What the exercise asks - What lines in the records below include the word "Duration"? Return each one.

Dataset records -

---*---

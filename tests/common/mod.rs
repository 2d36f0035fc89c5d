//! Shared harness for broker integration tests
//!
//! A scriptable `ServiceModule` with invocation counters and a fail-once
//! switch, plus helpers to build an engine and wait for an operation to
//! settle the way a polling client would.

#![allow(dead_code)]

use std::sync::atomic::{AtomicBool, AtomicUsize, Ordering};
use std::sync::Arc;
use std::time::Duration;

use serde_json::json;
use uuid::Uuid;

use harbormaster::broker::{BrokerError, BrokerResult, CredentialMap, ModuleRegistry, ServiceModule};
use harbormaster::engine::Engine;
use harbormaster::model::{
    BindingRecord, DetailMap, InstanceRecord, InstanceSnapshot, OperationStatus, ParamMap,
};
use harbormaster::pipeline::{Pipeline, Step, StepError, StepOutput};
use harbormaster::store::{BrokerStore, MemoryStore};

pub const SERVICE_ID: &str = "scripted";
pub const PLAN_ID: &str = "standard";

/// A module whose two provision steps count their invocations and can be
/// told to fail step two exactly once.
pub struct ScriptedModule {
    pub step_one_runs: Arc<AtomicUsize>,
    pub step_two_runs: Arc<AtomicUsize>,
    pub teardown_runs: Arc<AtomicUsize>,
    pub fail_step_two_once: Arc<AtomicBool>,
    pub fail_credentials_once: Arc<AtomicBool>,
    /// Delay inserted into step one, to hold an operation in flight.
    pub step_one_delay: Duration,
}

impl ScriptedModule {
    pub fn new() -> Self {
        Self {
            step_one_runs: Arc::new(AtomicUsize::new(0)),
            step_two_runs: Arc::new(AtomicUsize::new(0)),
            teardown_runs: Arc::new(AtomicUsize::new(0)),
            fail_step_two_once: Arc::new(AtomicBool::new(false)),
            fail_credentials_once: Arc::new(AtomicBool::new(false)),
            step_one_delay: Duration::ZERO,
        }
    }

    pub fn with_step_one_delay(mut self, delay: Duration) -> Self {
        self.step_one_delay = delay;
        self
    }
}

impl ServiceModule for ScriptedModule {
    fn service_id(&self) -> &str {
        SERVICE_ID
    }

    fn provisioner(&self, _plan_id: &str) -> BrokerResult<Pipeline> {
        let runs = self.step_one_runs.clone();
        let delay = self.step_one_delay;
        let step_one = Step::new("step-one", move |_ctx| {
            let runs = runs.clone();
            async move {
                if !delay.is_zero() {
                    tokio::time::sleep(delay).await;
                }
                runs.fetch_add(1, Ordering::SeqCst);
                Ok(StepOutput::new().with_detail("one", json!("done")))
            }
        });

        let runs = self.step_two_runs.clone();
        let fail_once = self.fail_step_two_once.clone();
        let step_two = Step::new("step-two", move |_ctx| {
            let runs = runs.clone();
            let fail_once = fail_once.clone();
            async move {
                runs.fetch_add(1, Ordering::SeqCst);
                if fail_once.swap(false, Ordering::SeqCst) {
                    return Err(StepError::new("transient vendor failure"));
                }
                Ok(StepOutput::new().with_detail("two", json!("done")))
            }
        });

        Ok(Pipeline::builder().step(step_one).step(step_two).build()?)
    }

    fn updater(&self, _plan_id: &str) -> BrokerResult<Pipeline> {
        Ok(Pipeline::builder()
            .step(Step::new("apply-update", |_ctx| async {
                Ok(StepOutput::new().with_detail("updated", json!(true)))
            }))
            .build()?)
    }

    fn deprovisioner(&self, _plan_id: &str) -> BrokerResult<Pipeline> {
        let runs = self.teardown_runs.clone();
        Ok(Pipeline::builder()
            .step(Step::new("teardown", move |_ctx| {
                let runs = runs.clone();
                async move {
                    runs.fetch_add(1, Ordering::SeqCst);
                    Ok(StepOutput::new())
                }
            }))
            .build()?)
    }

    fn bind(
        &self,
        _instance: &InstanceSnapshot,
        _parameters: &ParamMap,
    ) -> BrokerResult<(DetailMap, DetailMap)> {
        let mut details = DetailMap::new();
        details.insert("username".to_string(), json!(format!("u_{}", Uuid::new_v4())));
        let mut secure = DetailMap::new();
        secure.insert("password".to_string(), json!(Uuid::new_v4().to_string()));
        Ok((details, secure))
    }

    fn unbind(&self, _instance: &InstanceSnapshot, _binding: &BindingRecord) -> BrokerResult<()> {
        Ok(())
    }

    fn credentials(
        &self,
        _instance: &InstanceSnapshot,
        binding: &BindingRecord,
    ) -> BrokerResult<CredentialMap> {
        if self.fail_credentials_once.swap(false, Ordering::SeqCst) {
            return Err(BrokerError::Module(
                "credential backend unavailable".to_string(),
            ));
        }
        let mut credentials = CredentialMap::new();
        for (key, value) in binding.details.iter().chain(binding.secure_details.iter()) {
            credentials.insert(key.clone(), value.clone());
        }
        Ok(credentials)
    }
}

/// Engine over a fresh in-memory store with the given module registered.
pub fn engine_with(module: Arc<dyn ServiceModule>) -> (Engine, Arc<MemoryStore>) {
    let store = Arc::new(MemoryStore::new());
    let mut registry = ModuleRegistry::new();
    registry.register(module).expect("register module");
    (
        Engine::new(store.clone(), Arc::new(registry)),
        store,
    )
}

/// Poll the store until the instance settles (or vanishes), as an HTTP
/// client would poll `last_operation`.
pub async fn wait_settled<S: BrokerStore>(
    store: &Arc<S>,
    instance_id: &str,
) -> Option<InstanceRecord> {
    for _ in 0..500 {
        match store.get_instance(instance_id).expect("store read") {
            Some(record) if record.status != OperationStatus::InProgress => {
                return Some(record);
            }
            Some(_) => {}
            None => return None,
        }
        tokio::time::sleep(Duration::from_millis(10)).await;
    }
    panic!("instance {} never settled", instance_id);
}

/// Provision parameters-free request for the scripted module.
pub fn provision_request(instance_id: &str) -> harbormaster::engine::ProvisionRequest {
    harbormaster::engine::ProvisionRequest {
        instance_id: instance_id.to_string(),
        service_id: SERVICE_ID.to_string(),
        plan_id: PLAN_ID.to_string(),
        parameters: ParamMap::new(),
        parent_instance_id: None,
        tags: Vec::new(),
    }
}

---*---

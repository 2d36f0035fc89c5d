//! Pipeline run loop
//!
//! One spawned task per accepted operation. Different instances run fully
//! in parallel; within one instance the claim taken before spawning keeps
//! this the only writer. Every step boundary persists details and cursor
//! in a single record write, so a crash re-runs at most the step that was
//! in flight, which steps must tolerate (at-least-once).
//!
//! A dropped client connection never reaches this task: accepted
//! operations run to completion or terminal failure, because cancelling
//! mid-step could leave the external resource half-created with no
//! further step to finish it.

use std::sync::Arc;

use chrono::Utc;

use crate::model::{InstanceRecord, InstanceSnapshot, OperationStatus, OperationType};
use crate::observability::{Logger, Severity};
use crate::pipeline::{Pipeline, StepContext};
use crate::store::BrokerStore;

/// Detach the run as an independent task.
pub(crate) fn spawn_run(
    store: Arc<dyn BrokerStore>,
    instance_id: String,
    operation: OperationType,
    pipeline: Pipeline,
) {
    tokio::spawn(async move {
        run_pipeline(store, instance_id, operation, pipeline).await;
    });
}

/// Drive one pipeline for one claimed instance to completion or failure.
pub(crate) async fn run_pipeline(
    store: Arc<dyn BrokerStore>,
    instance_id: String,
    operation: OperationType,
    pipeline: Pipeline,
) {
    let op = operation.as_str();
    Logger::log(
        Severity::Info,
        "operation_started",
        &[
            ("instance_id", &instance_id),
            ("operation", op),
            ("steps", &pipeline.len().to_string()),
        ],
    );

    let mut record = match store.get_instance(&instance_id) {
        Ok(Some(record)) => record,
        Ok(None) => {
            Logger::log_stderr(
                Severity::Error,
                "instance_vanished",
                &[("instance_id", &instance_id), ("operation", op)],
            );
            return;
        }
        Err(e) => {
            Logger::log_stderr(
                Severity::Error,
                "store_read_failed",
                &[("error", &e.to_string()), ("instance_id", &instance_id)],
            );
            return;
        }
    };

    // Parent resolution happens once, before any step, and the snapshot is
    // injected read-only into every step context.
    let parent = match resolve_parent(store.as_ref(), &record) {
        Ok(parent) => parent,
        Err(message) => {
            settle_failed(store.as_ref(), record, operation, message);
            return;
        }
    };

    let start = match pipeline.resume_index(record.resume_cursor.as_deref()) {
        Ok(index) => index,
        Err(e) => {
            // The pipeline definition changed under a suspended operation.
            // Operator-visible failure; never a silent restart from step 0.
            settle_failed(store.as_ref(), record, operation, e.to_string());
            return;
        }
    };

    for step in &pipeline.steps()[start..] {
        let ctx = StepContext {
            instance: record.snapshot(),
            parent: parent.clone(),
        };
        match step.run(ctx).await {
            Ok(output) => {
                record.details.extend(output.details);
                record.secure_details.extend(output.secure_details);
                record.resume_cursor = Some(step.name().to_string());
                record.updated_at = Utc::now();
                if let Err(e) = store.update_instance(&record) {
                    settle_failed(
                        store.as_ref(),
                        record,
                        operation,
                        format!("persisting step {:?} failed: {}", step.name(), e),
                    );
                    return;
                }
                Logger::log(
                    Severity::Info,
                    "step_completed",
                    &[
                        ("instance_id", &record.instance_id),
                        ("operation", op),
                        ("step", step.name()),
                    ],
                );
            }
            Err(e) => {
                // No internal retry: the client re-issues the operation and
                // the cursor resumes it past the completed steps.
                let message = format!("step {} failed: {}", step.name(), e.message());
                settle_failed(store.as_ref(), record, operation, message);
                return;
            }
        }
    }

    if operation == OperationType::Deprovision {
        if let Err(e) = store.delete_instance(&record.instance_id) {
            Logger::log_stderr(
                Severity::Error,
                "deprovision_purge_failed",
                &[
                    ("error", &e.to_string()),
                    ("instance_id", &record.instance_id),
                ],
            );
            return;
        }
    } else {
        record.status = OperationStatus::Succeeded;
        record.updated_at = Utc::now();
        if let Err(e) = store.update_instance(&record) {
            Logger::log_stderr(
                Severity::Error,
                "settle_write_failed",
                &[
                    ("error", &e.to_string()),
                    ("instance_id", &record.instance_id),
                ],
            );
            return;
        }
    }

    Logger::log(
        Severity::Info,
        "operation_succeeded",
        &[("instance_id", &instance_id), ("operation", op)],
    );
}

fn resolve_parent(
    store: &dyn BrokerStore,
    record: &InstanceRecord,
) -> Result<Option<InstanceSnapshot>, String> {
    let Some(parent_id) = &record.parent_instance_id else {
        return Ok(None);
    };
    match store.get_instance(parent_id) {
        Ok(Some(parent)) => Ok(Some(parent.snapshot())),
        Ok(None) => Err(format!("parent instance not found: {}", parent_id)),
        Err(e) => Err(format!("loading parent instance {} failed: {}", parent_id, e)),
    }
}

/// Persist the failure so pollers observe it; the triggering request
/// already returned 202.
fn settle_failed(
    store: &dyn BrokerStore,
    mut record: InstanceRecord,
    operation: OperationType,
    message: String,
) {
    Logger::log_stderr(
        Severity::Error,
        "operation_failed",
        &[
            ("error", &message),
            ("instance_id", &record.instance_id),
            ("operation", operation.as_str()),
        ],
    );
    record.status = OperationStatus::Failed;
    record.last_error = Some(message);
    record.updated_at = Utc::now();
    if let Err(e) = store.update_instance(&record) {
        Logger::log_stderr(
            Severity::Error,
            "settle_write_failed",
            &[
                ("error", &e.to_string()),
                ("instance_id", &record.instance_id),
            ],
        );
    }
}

---*---

Solution to this problem -
use std::time::Duration;
    pub step_one_delay: Duration,
            step_one_delay: Duration::ZERO,
    pub fn with_step_one_delay(mut self, delay: Duration) -> Self {
        tokio::time::sleep(Duration::from_millis(10)).await;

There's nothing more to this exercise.